We have a PR [1] that adds CIDR notation support to the RemoteIpFilter.
I have a set of changes stashed locally that fixes a couple of
formatting nits and expands it to the RemoteIpValve as well.

Currently, it is coded so the the regular expression (internalProxies,
trustedProxies) based attributes are used unless the corresponding CIDR
attribute is used (internalProxiesCidr, trustedProxiesCidr) in which
case the regular expression is ignored and the CIDR attribute used instead.

Before I commit this, I was wondering what the long term plan might be
here and whether there was a better default.

Will we always support regular expressions and CIDR?

Do we want to (eventually) move from regular expressions to CIDR?
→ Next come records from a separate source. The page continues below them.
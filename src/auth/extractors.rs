use axum::{
    async_trait,
    extract::{FromRef, FromRequestParts},
    http::request::Parts,
};
use axum_extra::extract::cookie::CookieJar;
use tracing::warn;

use super::jwt::{Claims, JwtKeys, TokenError};
use crate::error::ApiError;

pub const TOKEN_COOKIE: &str = "token";

/// Authenticated identity, pulled from the `token` cookie.
///
/// Missing cookie is 401; a cookie that fails verification (bad signature,
/// malformed, expired) is 403.
#[derive(Debug)]
pub struct AuthUser(pub Claims);

#[async_trait]
impl<S> FromRequestParts<S> for AuthUser
where
    S: Send + Sync,
    JwtKeys: FromRef<S>,
{
    type Rejection = ApiError;

    async fn from_request_parts(parts: &mut Parts, state: &S) -> Result<Self, Self::Rejection> {
        let jar = CookieJar::from_headers(&parts.headers);
        let token = jar
            .get(TOKEN_COOKIE)
            .map(|c| c.value().to_string())
            .ok_or_else(|| ApiError::unauthorized("Unauthorized: No token provided"))?;

        let keys = JwtKeys::from_ref(state);
        let claims = keys.verify(&token).map_err(|e| {
            warn!(error = %e, "session token rejected");
            match e {
                TokenError::Expired => ApiError::forbidden("Token has expired"),
                _ => ApiError::forbidden("Invalid token"),
            }
        })?;

        Ok(AuthUser(claims))
    }
}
If we want to move towards CIDR then I was thinking we might want to:

- move the default from internalProxies to internalProxiesCidr
- use the CIDR attributes by default but ignore them and use the regular
    expression ones if set
- deprecated the regular expression attributes and remove them in 12.0.x

That should be backwards compatible since:
- if a user has set the regular expression attributes they will be used
- the defaults will be unchanged
- new usage can use CIDR

Thoughts?

There's also RemoteCIDRFilter/Valve, is there any real difference ? It
has allow/deny and uses the same NetMask utility class.

Yes, there is a difference.

RemoteIpFilter handles providing the correct client IP/port/protocol when behind a proxy. It doesn't do allow/deny.

RemoteAddressFilter, RemoteHostFilter and RemoteCIDRFilter all do allow deny.

We could deprecate RemoteAddressFilter (with RemoteCIDRFilter as the replacement) if we wanted to move towards using CIDR notation rather than regular expressions for IP addresses.